Calling "Cleanup" type jobs from both HA startup and also on a schedule -?

Question on how to elegantly handle cleanup in the background from different kinds of triggers - (if that is the right way to say it) -

Scenario/Use case:
I have several automations that are called in parallel (with HA startup as the trigger) which do some ‘cleanup’ type of work. For instance there are imperfect or buggy integrations where when a call to turn something on or off fails because the connection is temporarily lost. Due to the complexity of all of the third party HA integrations this is bound to happen. For instance a timer that when it starts that is supposed to turn a light on and when finished, turn a light off. In that case because a failed call to turn the light off, the timer might not be running while the light is left on for example… So on startup I have a automations that if that light is on but the related timer is inactive (and I have that automation set as enabled), then either start the timer or turn off the light, etc.

What I would like to do is to call all of those “cleanup” automations once an hour or so, in addition to when HA starts up. So I have set up a schedule - but how to call all of those automations from the schedule? Or, should they all be changed into scripts which can then all be called from both HA startup automations and from automations triggered by schedule?

(I hate programming around other people’s bugs… It could be the most elegant way is to on a schedule to re-“call” such failed calls (for turning the light off until the light is actually off - if still applicable later), but that may be outside the scope of this discussion…)

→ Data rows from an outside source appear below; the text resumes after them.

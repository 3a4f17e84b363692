//! Canvas rendering of live traffic between the nodes of one graph level.

mod component;
mod engine;
mod props;
mod render;
mod scene;

pub use component::TrafficGraph;
pub use props::{FilterKind, TrafficFilter, VizProps};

I could make this work by duplicating the logic everywhere but just trying not to endlessly do that. Essentially I’d like to call these ‘cleanup jobs’ (for lack of a better term) from several places - thoughts?

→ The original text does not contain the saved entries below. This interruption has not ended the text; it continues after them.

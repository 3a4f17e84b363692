use std::collections::{HashMap, HashSet};
use std::f64::consts::PI;

use force_graph::{DefaultNodeIdx, EdgeData, ForceGraph, NodeData, SimulationParameters};

use super::props::{FilterKind, TrafficFilter};
use crate::traffic::{Focus, SeverityClass, TrafficConnection, TrafficNode};

#[cfg(test)]
#[path = "scene_test.rs"]
mod scene_test;

pub const NODE_RADIUS: f64 = 5.0;
pub const HIT_RADIUS: f64 = 12.0;
/// Radius of the ring new nodes are placed on.
const SPAWN_RADIUS: f64 = 100.0;

#[derive(Clone, Debug)]
pub struct NodeInfo {
	pub name: String,
	pub label: String,
	pub class: Option<String>,
	pub severity: SeverityClass,
	/// Total volume of the connections touching the node in this scene.
	pub volume: f64,
	pub is_entry: bool,
	/// Whether double-clicking drills into the node.
	pub drillable: bool,
}

#[derive(Clone, Copy, Debug)]
pub struct EdgeInfo {
	pub volume: f64,
	pub severity: SeverityClass,
}

/// One directed connection as drawn.
#[derive(Clone, Copy, Debug)]
pub struct SceneEdge {
	pub source: DefaultNodeIdx,
	pub target: DefaultNodeIdx,
	pub info: EdgeInfo,
	/// Traffic also flows from `target` to `source`; both are drawn side by side.
	pub paired: bool,
}

#[derive(Clone, Debug, Default)]
pub struct ViewTransform {
	pub x: f64,
	pub y: f64,
	pub k: f64,
}

#[derive(Clone, Debug, Default)]
pub struct DragState {
	pub active: bool,
	pub node_idx: Option<DefaultNodeIdx>,
	pub start_x: f64,
	pub start_y: f64,
	pub node_start_x: f32,
	pub node_start_y: f32,
}

#[derive(Clone, Debug, Default)]
pub struct PanState {
	pub active: bool,
	pub start_x: f64,
	pub start_y: f64,
	pub transform_start_x: f64,
	pub transform_start_y: f64,
}

#[derive(Clone, Debug, Default)]
pub struct HoverState {
	pub node: Option<DefaultNodeIdx>,
	pub neighbors: HashSet<DefaultNodeIdx>,
	pub highlight_t: f64,
	pub prev_node: Option<DefaultNodeIdx>,
	pub prev_neighbors: HashSet<DefaultNodeIdx>,
	delay_t: f64,
}

/// The force-directed layout of one level of a traffic snapshot, plus the
/// pointer interaction state on top of it.
pub struct Scene {
	pub graph: ForceGraph<NodeInfo, ()>,
	pub transform: ViewTransform,
	pub drag: DragState,
	pub pan: PanState,
	pub hover: HoverState,
	pub width: f64,
	pub height: f64,
	pub animation_running: bool,
	pub flow_time: f64,
	/// Nodes matching the current search.
	pub matches: HashSet<DefaultNodeIdx>,
	/// Node picked by click or by the dashboard.
	pub selected: Option<DefaultNodeIdx>,
	/// Largest connection volume, used to scale edge widths.
	pub max_volume: f64,
	edges: Vec<SceneEdge>,
	by_name: HashMap<String, DefaultNodeIdx>,
}

fn severity_of(class: Option<&str>, fallback: SeverityClass) -> SeverityClass {
	class.and_then(SeverityClass::from_class).unwrap_or(fallback)
}

fn connection_volume(c: &TrafficConnection) -> f64 {
	c.metrics.as_ref().map_or(0.0, |m| m.total())
}

impl Scene {
	/// Lays out the level `focus` points at.
	///
	/// Nodes found in `previous` keep their position; the rest are spread on a
	/// ring around the origin. The entry node is pinned on the left.
	pub fn build(
		focus: Focus<'_>,
		filters: &[TrafficFilter],
		previous: &HashMap<String, (f32, f32)>,
		width: f64,
		height: f64,
	) -> Self {
		let (level, members, entry): (&TrafficNode, Vec<&TrafficNode>, Option<&str>) = match focus {
			Focus::Graph(g) => (g, g.children().iter().collect(), g.entry_node.as_deref()),
			Focus::Focused { parent, node } => {
				let mut members = vec![node];
				for c in parent.connections() {
					let other = if c.source == node.name {
						&c.target
					} else if c.target == node.name {
						&c.source
					} else {
						continue;
					};
					if let Some(n) = parent.child(other) {
						if !members.iter().any(|m| m.name == n.name) {
							members.push(n);
						}
					}
				}
				(parent, members, None)
			}
		};
		let pinned = match focus {
			Focus::Focused { node, .. } => Some(node.name.as_str()),
			Focus::Graph(_) => None,
		};

		let keep_connection = |c: &TrafficConnection| {
			let in_scene = match pinned {
				Some(name) => c.source == name || c.target == name,
				None => true,
			};
			in_scene
				&& filters
					.iter()
					.filter(|f| f.kind == FilterKind::Connection)
					.all(|f| connection_volume(c) >= f.min_volume)
		};
		let connections: Vec<&TrafficConnection> =
			level.connections().iter().filter(|c| keep_connection(c)).collect();

		let volume_of = |name: &str| -> f64 {
			connections
				.iter()
				.filter(|c| c.source == name || c.target == name)
				.map(|c| connection_volume(c))
				.sum()
		};
		let worst_of = |name: &str| -> SeverityClass {
			connections
				.iter()
				.filter(|c| c.target == name)
				.filter_map(|c| c.metrics.as_ref())
				.map(|m| m.severity())
				.max()
				.unwrap_or(SeverityClass::Normal)
		};

		let mut graph = ForceGraph::new(SimulationParameters {
			force_charge: 150.0,
			force_spring: 0.05,
			force_max: 100.0,
			node_speed: 3000.0,
			damping_factor: 0.9,
		});
		let mut by_name = HashMap::new();
		let visible: Vec<&TrafficNode> = members
			.into_iter()
			.filter(|n| {
				let exempt = Some(n.name.as_str()) == entry || Some(n.name.as_str()) == pinned;
				exempt
					|| filters
						.iter()
						.filter(|f| f.kind == FilterKind::Node)
						.all(|f| level.volume_of(&n.name) >= f.min_volume)
			})
			.collect();

		for (i, node) in visible.iter().enumerate() {
			let is_entry = Some(node.name.as_str()) == entry;
			let (x, y) = if is_entry {
				(-(width / 3.0) as f32, 0.0)
			} else if let Some(&pos) = previous.get(&node.name) {
				pos
			} else {
				let angle = (i as f64) * 2.0 * PI / visible.len() as f64;
				(
					(SPAWN_RADIUS * angle.cos()) as f32,
					(SPAWN_RADIUS * angle.sin()) as f32,
				)
			};
			let idx = graph.add_node(NodeData {
				x,
				y,
				mass: 10.0,
				is_anchor: is_entry,
				user_data: NodeInfo {
					name: node.name.clone(),
					label: node.display_name().to_string(),
					class: node.class.clone(),
					severity: severity_of(node.class.as_deref(), worst_of(&node.name)),
					volume: volume_of(&node.name),
					is_entry,
					drillable: pinned != Some(node.name.as_str()),
				},
			});
			by_name.insert(node.name.clone(), idx);
		}

		// The simulation graph is undirected and panics on self-loops, so it gets
		// one spring per pair of distinct nodes. Drawn edges stay directed.
		let mut edges: Vec<SceneEdge> = Vec::new();
		let mut springs = HashSet::new();
		let mut max_volume: f64 = 0.0;
		for c in connections {
			let (Some(&src), Some(&tgt)) = (by_name.get(&c.source), by_name.get(&c.target)) else {
				continue;
			};
			let volume = connection_volume(c);
			max_volume = max_volume.max(volume);
			if src == tgt {
				continue;
			}
			let fallback = c.metrics.as_ref().map_or(SeverityClass::Normal, |m| m.severity());
			if springs.insert((src.min(tgt), src.max(tgt))) {
				graph.add_edge(src, tgt, EdgeData::default());
			}
			let info = EdgeInfo {
				volume,
				severity: severity_of(c.class.as_deref(), fallback),
			};
			match edges.iter_mut().find(|e| e.source == src && e.target == tgt) {
				Some(existing) => existing.info = info,
				None => edges.push(SceneEdge {
					source: src,
					target: tgt,
					info,
					paired: false,
				}),
			}
		}
		let pairs: HashSet<(DefaultNodeIdx, DefaultNodeIdx)> =
			edges.iter().map(|e| (e.source, e.target)).collect();
		for e in &mut edges {
			e.paired = pairs.contains(&(e.target, e.source));
		}
		if let Some(m) = level.max_volume {
			max_volume = max_volume.max(m);
		}

		Self {
			graph,
			edges,
			by_name,
			transform: ViewTransform {
				x: width / 2.0,
				y: height / 2.0,
				k: 1.0,
			},
			drag: DragState::default(),
			pan: PanState::default(),
			hover: HoverState::default(),
			width,
			height,
			animation_running: true,
			flow_time: 0.0,
			matches: HashSet::new(),
			selected: None,
			max_volume,
		}
	}

	/// Current position of every node, by name.
	pub fn positions(&self) -> HashMap<String, (f32, f32)> {
		let mut out = HashMap::new();
		self.graph.visit_nodes(|node| {
			out.insert(node.data.user_data.name.clone(), (node.x(), node.y()));
		});
		out
	}

	/// Carries over pan and zoom from the scene this one replaces.
	pub fn keep_viewport(&mut self, prev: &Scene) {
		self.transform = prev.transform.clone();
	}

	pub fn node_count(&self) -> usize {
		self.by_name.len()
	}

	pub fn edge_count(&self) -> usize {
		self.edges.len()
	}

	pub fn index_of(&self, name: &str) -> Option<DefaultNodeIdx> {
		self.by_name.get(name).copied()
	}

	pub fn name_of(&self, idx: DefaultNodeIdx) -> Option<&str> {
		self.by_name
			.iter()
			.find(|(_, i)| **i == idx)
			.map(|(name, _)| name.as_str())
	}

	pub fn node_info(&self, idx: DefaultNodeIdx) -> Option<NodeInfo> {
		let mut found = None;
		self.graph.visit_nodes(|node| {
			if node.index() == idx {
				found = Some(node.data.user_data.clone());
			}
		});
		found
	}

	pub fn edge_info(&self, src: DefaultNodeIdx, tgt: DefaultNodeIdx) -> Option<EdgeInfo> {
		self.edges
			.iter()
			.find(|e| e.source == src && e.target == tgt)
			.map(|e| e.info)
	}

	/// Directed edges to draw, self-loops excluded.
	pub fn edges(&self) -> &[SceneEdge] {
		&self.edges
	}

	/// Current position of every node, by index.
	pub fn node_positions(&self) -> HashMap<DefaultNodeIdx, (f64, f64)> {
		let mut out = HashMap::new();
		self.graph.visit_nodes(|node| {
			out.insert(node.index(), (node.x() as f64, node.y() as f64));
		});
		out
	}

	/// Rings every node whose name or label contains `text`, case-insensitively.
	/// Returns how many matched.
	pub fn find(&mut self, text: &str) -> usize {
		self.matches.clear();
		let needle = text.trim().to_lowercase();
		if needle.is_empty() {
			return 0;
		}
		let matches = &mut self.matches;
		self.graph.visit_nodes(|node| {
			let info = &node.data.user_data;
			if info.name.to_lowercase().contains(&needle)
				|| info.label.to_lowercase().contains(&needle)
			{
				matches.insert(node.index());
			}
		});
		self.matches.len()
	}

	pub fn screen_to_graph(&self, sx: f64, sy: f64) -> (f64, f64) {
		(
			(sx - self.transform.x) / self.transform.k,
			(sy - self.transform.y) / self.transform.k,
		)
	}

	pub fn node_at_position(&self, sx: f64, sy: f64) -> Option<DefaultNodeIdx> {
		let (gx, gy) = self.screen_to_graph(sx, sy);
		let mut found = None;
		self.graph.visit_nodes(|node| {
			let (dx, dy) = (node.x() as f64 - gx, node.y() as f64 - gy);
			// HIT_RADIUS is in world-space, scales with zoom like nodes
			if (dx * dx + dy * dy).sqrt() < HIT_RADIUS {
				found = Some(node.index());
			}
		});
		found
	}

	pub fn set_hover(&mut self, node: Option<DefaultNodeIdx>) {
		if self.hover.node == node {
			return;
		}
		let was_hovering = self.hover.node.is_some();

		// Keep the previous highlight around so it can fade out
		if was_hovering && node.is_none() {
			self.hover.prev_node = self.hover.node.take();
			self.hover.prev_neighbors = std::mem::take(&mut self.hover.neighbors);
		} else {
			self.hover.prev_node = None;
			self.hover.prev_neighbors.clear();
		}

		self.hover.node = node;
		self.hover.neighbors.clear();

		if let Some(idx) = node {
			if !was_hovering {
				self.hover.delay_t = 0.0;
			}
			for e in &self.edges {
				if e.source == idx {
					self.hover.neighbors.insert(e.target);
				} else if e.target == idx {
					self.hover.neighbors.insert(e.source);
				}
			}
		}
	}

	pub fn is_highlighted(&self, idx: DefaultNodeIdx) -> bool {
		self.hover.node == Some(idx)
			|| self.hover.neighbors.contains(&idx)
			|| self.hover.prev_node == Some(idx)
			|| self.hover.prev_neighbors.contains(&idx)
	}

	pub fn is_hovered(&self, idx: DefaultNodeIdx) -> bool {
		self.hover.node == Some(idx) || self.hover.prev_node == Some(idx)
	}

	pub fn has_active_highlight(&self) -> bool {
		self.hover.node.is_some() || self.hover.prev_node.is_some()
	}

	pub fn tick(&mut self, dt: f32) {
		self.graph.update(dt);
		self.flow_time += dt as f64;

		let (target, delay, speed) = if self.hover.node.is_some() {
			(1.0, 0.08, 1.8)
		} else {
			(0.0, 0.0, 1.26)
		};

		if self.hover.node.is_some() {
			self.hover.delay_t = (self.hover.delay_t + dt as f64).min(delay);
			if self.hover.delay_t >= delay {
				self.hover.highlight_t += (target - self.hover.highlight_t) * speed * dt as f64;
			}
		} else {
			self.hover.highlight_t += (target - self.hover.highlight_t) * speed * dt as f64;
			if self.hover.highlight_t < 0.01 {
				self.hover.highlight_t = 0.0;
				self.hover.prev_node = None;
				self.hover.prev_neighbors.clear();
			}
		}
	}

	pub fn resize(&mut self, width: f64, height: f64) {
		self.width = width;
		self.height = height;
	}
}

Basically, just have two triggers to this type of automation - one that “fires” when HA starts, and the other that “fires” periodically. E.g.,

- alias: Cleanup xyz at startup and every hour
  trigger:
    - platform: homeassistant
      event: start
    - platform: time_pattern
      hours: "/1"
  action:
    - ...

Whether you put the steps directly in the automation, or into a script the automation calls, doesn’t really matter.

Another implementation might use an intermediate event. E.g.,

- alias: Run at startup and every hour
  trigger:
    - platform: homeassistant
      event: start
    - platform: time_pattern
      hours: "/1"
  action:
    - event: cleanup_time

Then in your automations:

- alias: Cleanup xyz
  trigger:
    - platform: event:
      event_type: cleanup_time
  action:
    - ...

Then if you want to change what causes the cleanup actions to run, you’ll have just one place to change that.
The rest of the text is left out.